受賞者らには、賞金10兆ジンバブエドル(ジンバブエドルがまだ発行されていた2009年のレートで約8ドル相当)と、60秒間の、受賞スピーチ権が与えられます。
ただし、スピーチは、8歳の少女に「やめてください。つまらないです」と言われたら、そこで終了です。
医学賞は、「ピザで病気と死を予防できることがある、ただしイタリアで地産地消した場合に限る」ことを示す証拠を集めた、イタリアとオランダの研究チームに贈られました。

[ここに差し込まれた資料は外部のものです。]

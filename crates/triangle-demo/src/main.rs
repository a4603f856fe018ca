use std::path::PathBuf;

use anyhow::Context as _;
use clap::{Parser, ValueEnum};
use winit::dpi::LogicalSize;

use triangle_engine::backend::headless::{HeadlessBackend, HeadlessSettings};
use triangle_engine::backend::wgpu::{WgpuBackend, WgpuSettings};
use triangle_engine::backend::BackendKind;
use triangle_engine::coords::Extent;
use triangle_engine::logging::{init_logging, LoggingConfig};
use triangle_engine::scene::{SceneDescriptor, ShaderSource, DEFAULT_SHADER_PATH};
use triangle_engine::time::DEFAULT_FPS_CAP;
use triangle_engine::window::{run_headless, Runtime, RuntimeConfig};

/// Frames drawn by `--backend headless` when `--headless-frames` is absent.
const DEFAULT_HEADLESS_FRAMES: u64 = 300;

#[derive(Parser, Debug)]
#[command(name = "triangle-demo", version, about = "Spinning RGB triangle")]
struct Cli {
    /// Graphics API: vulkan, d3d12 (d3d11 maps here), gl, metal, auto or headless.
    #[arg(long, default_value = "auto")]
    backend: BackendKind,

    /// Initial window width, in logical pixels.
    #[arg(long, default_value_t = 1280)]
    width: u32,

    /// Initial window height, in logical pixels.
    #[arg(long, default_value_t = 720)]
    height: u32,

    /// Frame-rate cap, between 1 and 1000.
    #[arg(long, default_value_t = DEFAULT_FPS_CAP, value_parser = parse_fps, conflicts_with = "uncapped")]
    fps: f32,

    /// Render as fast as the present mode allows.
    #[arg(long)]
    uncapped: bool,

    /// Swap behavior; falls back to fifo when unsupported.
    #[arg(long, value_enum, default_value_t = PresentModeArg::Fifo)]
    present_mode: PresentModeArg,

    /// Load WGSL from this file instead of the built-in shader. Without a
    /// value, loads the stock shader from disk.
    #[arg(long, num_args = 0..=1, default_missing_value = DEFAULT_SHADER_PATH)]
    shader: Option<PathBuf>,

    /// Render this many frames without a window, then exit.
    #[arg(long)]
    headless_frames: Option<u64>,

    /// Log filter in env_logger syntax; overrides RUST_LOG.
    #[arg(long = "log")]
    log_filter: Option<String>,
}

const FPS_RANGE: std::ops::RangeInclusive<f32> = 1.0..=1000.0;

fn parse_fps(s: &str) -> Result<f32, String> {
    let fps: f32 = s.parse().map_err(|e| format!("`{s}` is not a number: {e}"))?;
    if FPS_RANGE.contains(&fps) {
        Ok(fps)
    } else {
        Err(format!(
            "{fps} is outside {}..={}; use --uncapped to disable the cap",
            FPS_RANGE.start(),
            FPS_RANGE.end()
        ))
    }
}

#[derive(Clone, Copy, Debug, ValueEnum)]
enum PresentModeArg {
    Fifo,
    Immediate,
    Mailbox,
}

impl From<PresentModeArg> for wgpu::PresentMode {
    fn from(mode: PresentModeArg) -> Self {
        match mode {
            PresentModeArg::Fifo => wgpu::PresentMode::Fifo,
            PresentModeArg::Immediate => wgpu::PresentMode::Immediate,
            PresentModeArg::Mailbox => wgpu::PresentMode::Mailbox,
        }
    }
}

impl Cli {
    fn fps_cap(&self) -> Option<f32> {
        (!self.uncapped).then_some(self.fps)
    }

    fn scene(&self) -> anyhow::Result<SceneDescriptor> {
        let scene = SceneDescriptor::default();
        let Some(path) = &self.shader else {
            return Ok(scene);
        };
        anyhow::ensure!(path.is_file(), "shader file {} does not exist", path.display());
        Ok(scene.with_shader(ShaderSource::file(path)))
    }
}

fn main() -> anyhow::Result<()> {
    let cli = Cli::parse();

    init_logging(LoggingConfig {
        env_filter: cli.log_filter.clone(),
        ..LoggingConfig::default()
    });

    let scene = cli.scene()?;

    if cli.headless_frames.is_some() || cli.backend == BackendKind::Headless {
        return headless(&cli, &scene);
    }

    let config = RuntimeConfig {
        initial_size: LogicalSize::new(f64::from(cli.width), f64::from(cli.height)),
        fps_cap: cli.fps_cap(),
        ..RuntimeConfig::default()
    };
    let settings = WgpuSettings {
        api: cli.backend,
        present_mode: cli.present_mode.into(),
        ..WgpuSettings::default()
    };

    log::info!(
        "starting {}x{} on {} ({:?}, cap {:?})",
        cli.width,
        cli.height,
        settings.api,
        settings.present_mode,
        config.fps_cap
    );

    Runtime::run::<WgpuBackend>(config, settings, scene)
}

fn headless(cli: &Cli, scene: &SceneDescriptor) -> anyhow::Result<()> {
    if cli.backend.is_gpu() && cli.backend != BackendKind::Auto {
        log::warn!("--headless-frames ignores --backend {}", cli.backend);
    }

    let frames = cli.headless_frames.unwrap_or(DEFAULT_HEADLESS_FRAMES);
    let report = run_headless::<HeadlessBackend>(
        frames,
        Extent::clamped(cli.width, cli.height),
        &HeadlessSettings::default(),
        scene,
        cli.fps_cap(),
    )
    .context("headless run failed")?;

    anyhow::ensure!(
        report.leaked.is_empty(),
        "resources still live after destroy: {:?}",
        report.leaked
    );

    println!(
        "{} frames presented, {} skipped, {} swapchain rebuilds in {:.2?}",
        report.presented, report.skipped, report.swapchain_rebuilds, report.elapsed
    );
    Ok(())
}

#[cfg(test)]
mod tests {
    use super::*;
    use clap::CommandFactory;

    #[test]
    fn cli_definition_is_consistent() {
        Cli::command().debug_assert();
    }

    #[test]
    fn defaults_match_the_reference_window() {
        let cli = Cli::parse_from(["triangle-demo"]);
        assert_eq!(cli.backend, BackendKind::Auto);
        assert_eq!((cli.width, cli.height), (1280, 720));
        assert_eq!(cli.fps_cap(), Some(DEFAULT_FPS_CAP));
        assert!(cli.headless_frames.is_none());
    }

    #[test]
    fn parses_backend_aliases_and_uncapped() {
        let cli = Cli::parse_from(["triangle-demo", "--backend", "dx11", "--uncapped"]);
        assert_eq!(cli.backend, BackendKind::Direct3D12);
        assert_eq!(cli.fps_cap(), None);
    }

    #[test]
    fn fps_and_uncapped_conflict() {
        let res = Cli::try_parse_from(["triangle-demo", "--fps", "30", "--uncapped"]);
        assert!(res.is_err());
    }

    #[test]
    fn unknown_backend_is_rejected() {
        assert!(Cli::try_parse_from(["triangle-demo", "--backend", "glide"]).is_err());
    }

    #[test]
    fn fps_outside_range_is_rejected() {
        for bad in ["1e-20", "0", "-5", "NaN", "inf", "5000", "fast"] {
            assert!(
                Cli::try_parse_from(["triangle-demo", "--fps", bad]).is_err(),
                "{bad}"
            );
        }
        let cli = Cli::parse_from(["triangle-demo", "--fps", "144"]);
        assert_eq!(cli.fps_cap(), Some(144.0));
    }

    #[test]
    fn bare_shader_flag_uses_the_stock_path() {
        let cli = Cli::parse_from(["triangle-demo", "--shader"]);
        assert_eq!(cli.shader, Some(PathBuf::from(DEFAULT_SHADER_PATH)));

        let cli = Cli::parse_from(["triangle-demo", "--shader", "custom.wgsl", "--uncapped"]);
        assert_eq!(cli.shader, Some(PathBuf::from("custom.wgsl")));
    }
}
//! Window + runtime loop.
//!
//! Owns the `winit` EventLoop and Window, and wires them to a [`Renderer`].
//! [`run_headless`] drives the same renderer without a window.
//!
//! [`Renderer`]: crate::renderer::Renderer

mod headless;
mod runtime;

pub use headless::{run_headless, HeadlessReport};
pub use runtime::{Runtime, RuntimeConfig};
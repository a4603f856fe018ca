//! Matrices fed to the vertex shader.

mod camera;
mod rotation;
mod uniforms;

pub use camera::Camera;
pub use rotation::Rotation;
pub use uniforms::UniformBlock;
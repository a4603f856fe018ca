/// Renderer policy knobs that do not depend on the backend.
#[derive(Debug, Clone)]
pub struct RendererConfig {
    /// Rebuild the swapchain when the backend reports it stale.
    ///
    /// When disabled the stale error is returned to the caller, which is then
    /// expected to call `resize` itself.
    pub rebuild_on_stale: bool,

    /// After a rebuild, draw the frame again instead of dropping it.
    pub redraw_after_rebuild: bool,
}

impl Default for RendererConfig {
    fn default() -> Self {
        Self {
            rebuild_on_stale: true,
            redraw_after_rebuild: false,
        }
    }
}
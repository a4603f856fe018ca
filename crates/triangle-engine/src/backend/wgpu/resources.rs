use wgpu::util::DeviceExt;

use crate::coords::Extent;
use crate::math::UniformBlock;
use crate::scene::Mesh;

pub(crate) const DEPTH_FORMAT: wgpu::TextureFormat = wgpu::TextureFormat::Depth32Float;

/// Vertex and index buffers for the scene mesh, uploaded once.
pub(crate) struct MeshBuffers {
    pub vertex: wgpu::Buffer,
    pub index: wgpu::Buffer,
    pub vertex_count: u32,
    pub index_count: u32,
}

impl MeshBuffers {
    pub fn upload(device: &wgpu::Device, mesh: &Mesh) -> Self {
        let vertex = device.create_buffer_init(&wgpu::util::BufferInitDescriptor {
            label: Some("triangle vbo"),
            contents: mesh.vertex_bytes(),
            usage: wgpu::BufferUsages::VERTEX,
        });

        let index = device.create_buffer_init(&wgpu::util::BufferInitDescriptor {
            label: Some("triangle ibo"),
            contents: mesh.index_bytes(),
            usage: wgpu::BufferUsages::INDEX,
        });

        Self {
            vertex,
            index,
            vertex_count: mesh.vertices.len() as u32,
            index_count: mesh.index_count(),
        }
    }
}

pub(crate) fn create_uniform_buffer(device: &wgpu::Device) -> wgpu::Buffer {
    device.create_buffer(&wgpu::BufferDescriptor {
        label: Some("triangle uniforms"),
        size: UniformBlock::SIZE,
        usage: wgpu::BufferUsages::UNIFORM | wgpu::BufferUsages::COPY_DST,
        mapped_at_creation: false,
    })
}

/// Depth attachment sized to the swapchain. Rebuilt on every resize.
pub(crate) struct DepthTarget {
    // Kept alive for the view.
    _texture: wgpu::Texture,
    pub view: wgpu::TextureView,
}

impl DepthTarget {
    pub fn new(device: &wgpu::Device, extent: Extent) -> Self {
        let texture = device.create_texture(&wgpu::TextureDescriptor {
            label: Some("triangle depth"),
            size: wgpu::Extent3d {
                width: extent.width(),
                height: extent.height(),
                depth_or_array_layers: 1,
            },
            mip_level_count: 1,
            sample_count: 1,
            dimension: wgpu::TextureDimension::D2,
            format: DEPTH_FORMAT,
            usage: wgpu::TextureUsages::RENDER_ATTACHMENT,
            view_formats: &[],
        });
        let view = texture.create_view(&wgpu::TextureViewDescriptor::default());

        Self {
            _texture: texture,
            view,
        }
    }
}
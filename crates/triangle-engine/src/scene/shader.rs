use std::borrow::Cow;
use std::path::{Path, PathBuf};

use crate::error::{RendererError, RendererResult};

/// Built-in WGSL for the coloured triangle.
pub const TRIANGLE_WGSL: &str = include_str!("../../assets/shaders/triangle.wgsl");

/// Shader file the demo loads when `--shader` is given without a path.
///
/// Resolved against the working directory.
pub const DEFAULT_SHADER_PATH: &str = "assets/shaders/triangle.wgsl";

/// Entry point names every triangle shader must export.
pub(crate) const VERTEX_ENTRY: &str = "vs_main";
pub(crate) const FRAGMENT_ENTRY: &str = "fs_main";

/// Where the WGSL for the single vertex + fragment pair comes from.
#[derive(Debug, Clone, PartialEq)]
pub enum ShaderSource {
    /// Source compiled into the binary.
    Embedded(Cow<'static, str>),
    /// Source read once, at renderer construction.
    File(PathBuf),
}

impl ShaderSource {
    pub fn file(path: impl AsRef<Path>) -> Self {
        Self::File(path.as_ref().to_path_buf())
    }

    /// Resolves the WGSL text.
    pub fn load(&self) -> RendererResult<Cow<'_, str>> {
        match self {
            Self::Embedded(src) => Ok(Cow::Borrowed(src.as_ref())),
            Self::File(path) => {
                let text = std::fs::read_to_string(path).map_err(|source| {
                    RendererError::ShaderLoad {
                        path: path.clone(),
                        source,
                    }
                })?;
                log::debug!("loaded shader {} ({} bytes)", path.display(), text.len());
                Ok(Cow::Owned(text))
            }
        }
    }

    /// Human-readable label for logs and GPU object names.
    pub fn label(&self) -> String {
        match self {
            Self::Embedded(_) => "embedded triangle.wgsl".to_string(),
            Self::File(path) => path.display().to_string(),
        }
    }
}

impl Default for ShaderSource {
    fn default() -> Self {
        Self::Embedded(Cow::Borrowed(TRIANGLE_WGSL))
    }
}

/// Parses and validates WGSL, and checks both triangle entry points exist.
pub(crate) fn validate_wgsl(label: &str, source: &str) -> RendererResult<()> {
    let module = naga::front::wgsl::parse_str(source)
        .map_err(|e| RendererError::shader_compile(format!("{label}: {}", e.emit_to_string(source))))?;

    naga::valid::Validator::new(
        naga::valid::ValidationFlags::all(),
        naga::valid::Capabilities::default(),
    )
    .validate(&module)
    .map_err(|e| RendererError::shader_compile(format!("{label}: {}", e.emit_to_string(source))))?;

    let has_entry = |name: &str, stage: naga::ShaderStage| {
        module
            .entry_points
            .iter()
            .any(|ep| ep.name == name && ep.stage == stage)
    };

    if !has_entry(VERTEX_ENTRY, naga::ShaderStage::Vertex) {
        return Err(RendererError::shader_compile(format!(
            "{label}: missing vertex entry point `{VERTEX_ENTRY}`"
        )));
    }
    if !has_entry(FRAGMENT_ENTRY, naga::ShaderStage::Fragment) {
        return Err(RendererError::shader_compile(format!(
            "{label}: missing fragment entry point `{FRAGMENT_ENTRY}`"
        )));
    }
    Ok(())
}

化学賞は、標準的な5歳児の1日の唾液分泌量を計算した、日本の研究チームに授与されました。
解剖学賞は、フランスの郵便配達人が、裸の時と服を着た時の、陰のうの温度の非対称性を測定した、2007年の仏研究に贈られました。
心理学賞は、「口にペンをくわえると笑顔になり、その笑顔でさらに幸せになることを発見し、その後そうではなかったことを発見した」独ビュルツブルク大学のフリッツ・シュトラック氏に授与されました。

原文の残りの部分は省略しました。